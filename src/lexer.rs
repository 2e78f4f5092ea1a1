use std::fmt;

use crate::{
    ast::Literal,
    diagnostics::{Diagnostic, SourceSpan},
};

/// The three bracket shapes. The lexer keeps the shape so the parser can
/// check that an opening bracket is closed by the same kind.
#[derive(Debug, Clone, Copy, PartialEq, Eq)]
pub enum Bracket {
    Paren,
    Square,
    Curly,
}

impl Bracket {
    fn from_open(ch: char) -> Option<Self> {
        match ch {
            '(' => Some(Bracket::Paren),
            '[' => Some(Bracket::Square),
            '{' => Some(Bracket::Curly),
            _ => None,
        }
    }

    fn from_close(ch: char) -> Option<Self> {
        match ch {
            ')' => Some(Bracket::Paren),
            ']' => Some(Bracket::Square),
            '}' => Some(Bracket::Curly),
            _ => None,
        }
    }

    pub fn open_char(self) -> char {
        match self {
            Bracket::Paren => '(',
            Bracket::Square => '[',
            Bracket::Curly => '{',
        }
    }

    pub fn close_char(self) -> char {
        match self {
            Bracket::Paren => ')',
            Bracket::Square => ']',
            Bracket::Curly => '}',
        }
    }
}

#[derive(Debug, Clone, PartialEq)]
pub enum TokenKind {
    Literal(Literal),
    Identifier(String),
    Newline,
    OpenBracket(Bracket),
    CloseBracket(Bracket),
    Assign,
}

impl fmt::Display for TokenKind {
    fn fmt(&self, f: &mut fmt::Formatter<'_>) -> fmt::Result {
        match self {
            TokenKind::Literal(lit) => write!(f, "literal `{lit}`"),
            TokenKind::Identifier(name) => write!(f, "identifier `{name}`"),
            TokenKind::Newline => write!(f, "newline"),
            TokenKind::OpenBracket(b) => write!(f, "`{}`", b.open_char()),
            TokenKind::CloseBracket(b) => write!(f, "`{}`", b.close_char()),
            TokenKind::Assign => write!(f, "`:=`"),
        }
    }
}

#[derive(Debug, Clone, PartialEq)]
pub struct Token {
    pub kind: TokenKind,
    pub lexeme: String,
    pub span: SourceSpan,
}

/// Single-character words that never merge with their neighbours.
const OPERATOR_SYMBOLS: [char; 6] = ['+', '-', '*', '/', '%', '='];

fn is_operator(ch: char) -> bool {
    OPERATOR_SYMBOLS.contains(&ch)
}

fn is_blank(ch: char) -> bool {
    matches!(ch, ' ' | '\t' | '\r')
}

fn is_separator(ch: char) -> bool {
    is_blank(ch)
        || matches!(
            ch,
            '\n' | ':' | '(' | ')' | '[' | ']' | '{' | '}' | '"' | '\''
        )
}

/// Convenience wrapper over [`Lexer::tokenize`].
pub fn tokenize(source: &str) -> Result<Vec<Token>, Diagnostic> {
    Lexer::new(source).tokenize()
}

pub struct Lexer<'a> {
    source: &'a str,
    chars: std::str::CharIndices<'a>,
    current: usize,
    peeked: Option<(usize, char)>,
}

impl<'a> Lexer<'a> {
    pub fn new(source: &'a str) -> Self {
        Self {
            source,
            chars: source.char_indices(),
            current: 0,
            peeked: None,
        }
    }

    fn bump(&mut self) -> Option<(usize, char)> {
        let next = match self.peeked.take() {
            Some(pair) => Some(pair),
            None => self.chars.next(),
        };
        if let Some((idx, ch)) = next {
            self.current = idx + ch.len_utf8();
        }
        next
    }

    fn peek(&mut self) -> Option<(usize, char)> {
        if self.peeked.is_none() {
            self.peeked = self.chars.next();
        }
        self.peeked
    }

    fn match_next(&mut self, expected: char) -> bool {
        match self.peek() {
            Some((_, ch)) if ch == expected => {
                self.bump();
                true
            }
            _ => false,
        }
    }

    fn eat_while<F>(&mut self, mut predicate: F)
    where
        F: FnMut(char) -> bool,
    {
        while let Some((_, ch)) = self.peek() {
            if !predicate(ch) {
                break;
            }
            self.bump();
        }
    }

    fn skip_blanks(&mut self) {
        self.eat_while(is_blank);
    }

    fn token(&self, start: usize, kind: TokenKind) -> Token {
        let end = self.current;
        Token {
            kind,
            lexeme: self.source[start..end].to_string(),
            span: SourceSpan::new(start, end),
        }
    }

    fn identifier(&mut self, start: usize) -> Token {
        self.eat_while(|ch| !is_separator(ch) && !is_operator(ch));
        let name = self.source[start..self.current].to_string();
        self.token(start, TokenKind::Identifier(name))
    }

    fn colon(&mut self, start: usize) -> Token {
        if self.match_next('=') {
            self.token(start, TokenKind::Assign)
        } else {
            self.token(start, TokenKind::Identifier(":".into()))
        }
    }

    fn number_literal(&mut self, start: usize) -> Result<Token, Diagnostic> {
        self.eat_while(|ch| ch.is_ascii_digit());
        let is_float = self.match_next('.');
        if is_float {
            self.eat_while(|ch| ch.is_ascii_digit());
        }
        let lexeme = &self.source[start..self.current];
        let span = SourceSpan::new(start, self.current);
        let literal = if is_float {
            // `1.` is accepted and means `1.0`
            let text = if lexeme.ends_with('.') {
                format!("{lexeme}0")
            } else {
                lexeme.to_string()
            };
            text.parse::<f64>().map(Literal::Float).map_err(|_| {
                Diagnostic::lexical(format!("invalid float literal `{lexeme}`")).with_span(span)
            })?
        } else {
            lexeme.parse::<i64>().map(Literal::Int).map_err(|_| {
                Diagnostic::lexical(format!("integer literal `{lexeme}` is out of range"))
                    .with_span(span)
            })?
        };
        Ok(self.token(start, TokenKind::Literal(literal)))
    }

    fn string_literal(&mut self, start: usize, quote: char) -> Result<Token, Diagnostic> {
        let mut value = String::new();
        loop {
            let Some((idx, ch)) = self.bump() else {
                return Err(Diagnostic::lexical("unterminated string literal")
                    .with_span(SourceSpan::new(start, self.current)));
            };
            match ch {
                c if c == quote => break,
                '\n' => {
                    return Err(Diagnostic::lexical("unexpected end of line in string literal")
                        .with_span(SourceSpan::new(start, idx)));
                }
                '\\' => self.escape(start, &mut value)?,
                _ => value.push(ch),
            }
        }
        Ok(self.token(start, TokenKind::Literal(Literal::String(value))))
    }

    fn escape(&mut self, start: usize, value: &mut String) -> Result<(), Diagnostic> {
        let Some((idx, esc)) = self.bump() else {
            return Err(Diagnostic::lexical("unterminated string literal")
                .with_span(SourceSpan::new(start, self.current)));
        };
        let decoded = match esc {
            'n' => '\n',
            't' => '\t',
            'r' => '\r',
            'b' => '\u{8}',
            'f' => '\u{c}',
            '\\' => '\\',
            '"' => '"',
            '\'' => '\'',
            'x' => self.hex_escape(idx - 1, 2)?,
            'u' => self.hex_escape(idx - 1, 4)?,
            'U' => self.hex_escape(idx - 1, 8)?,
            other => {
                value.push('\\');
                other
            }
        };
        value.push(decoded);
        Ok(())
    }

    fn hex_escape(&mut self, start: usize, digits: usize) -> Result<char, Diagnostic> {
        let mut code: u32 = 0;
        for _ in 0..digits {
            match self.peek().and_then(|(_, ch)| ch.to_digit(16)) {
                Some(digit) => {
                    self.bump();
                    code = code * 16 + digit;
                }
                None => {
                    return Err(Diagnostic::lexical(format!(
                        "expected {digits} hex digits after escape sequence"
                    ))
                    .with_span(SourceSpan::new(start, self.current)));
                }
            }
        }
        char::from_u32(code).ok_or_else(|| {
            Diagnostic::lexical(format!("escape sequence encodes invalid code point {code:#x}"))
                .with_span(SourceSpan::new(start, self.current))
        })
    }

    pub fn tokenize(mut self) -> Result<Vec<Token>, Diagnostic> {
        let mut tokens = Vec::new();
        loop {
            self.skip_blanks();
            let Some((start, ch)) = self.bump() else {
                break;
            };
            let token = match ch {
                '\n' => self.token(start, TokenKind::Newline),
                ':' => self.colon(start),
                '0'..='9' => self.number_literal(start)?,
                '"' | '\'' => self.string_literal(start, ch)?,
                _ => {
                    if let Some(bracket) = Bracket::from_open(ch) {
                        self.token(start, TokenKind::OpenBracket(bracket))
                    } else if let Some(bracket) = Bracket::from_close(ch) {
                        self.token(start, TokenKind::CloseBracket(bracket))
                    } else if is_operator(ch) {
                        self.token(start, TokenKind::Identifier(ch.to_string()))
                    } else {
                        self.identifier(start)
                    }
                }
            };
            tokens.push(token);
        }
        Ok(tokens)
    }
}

• HOW TO COMPLETE THIS TASK
Begin at the line that has "fn string_literal(&mut self, start: usize, quote: char)" in the entries above; stop after the line that has "fn hex_escape(&mut self, start: usize, digits: usize)". Transcribe exactly those lines and no others.

• ANSWER FOR THE TASK
    fn string_literal(&mut self, start: usize, quote: char) -> Result<Token, Diagnostic> {
        let mut value = String::new();
        loop {
            let Some((idx, ch)) = self.bump() else {
                return Err(Diagnostic::lexical("unterminated string literal")
                    .with_span(SourceSpan::new(start, self.current)));
            };
            match ch {
                c if c == quote => break,
                '\n' => {
                    return Err(Diagnostic::lexical("unexpected end of line in string literal")
                        .with_span(SourceSpan::new(start, idx)));
                }
                '\\' => self.escape(start, &mut value)?,
                _ => value.push(ch),
            }
        }
        Ok(self.token(start, TokenKind::Literal(Literal::String(value))))
    }

    fn escape(&mut self, start: usize, value: &mut String) -> Result<(), Diagnostic> {
        let Some((idx, esc)) = self.bump() else {
            return Err(Diagnostic::lexical("unterminated string literal")
                .with_span(SourceSpan::new(start, self.current)));
        };
        let decoded = match esc {
            'n' => '\n',
            't' => '\t',
            'r' => '\r',
            'b' => '\u{8}',
            'f' => '\u{c}',
            '\\' => '\\',
            '"' => '"',
            '\'' => '\'',
            'x' => self.hex_escape(idx - 1, 2)?,
            'u' => self.hex_escape(idx - 1, 4)?,
            'U' => self.hex_escape(idx - 1, 8)?,
            other => {
                value.push('\\');
                other
            }
        };
        value.push(decoded);
        Ok(())
    }

    fn hex_escape(&mut self, start: usize, digits: usize) -> Result<char, Diagnostic> {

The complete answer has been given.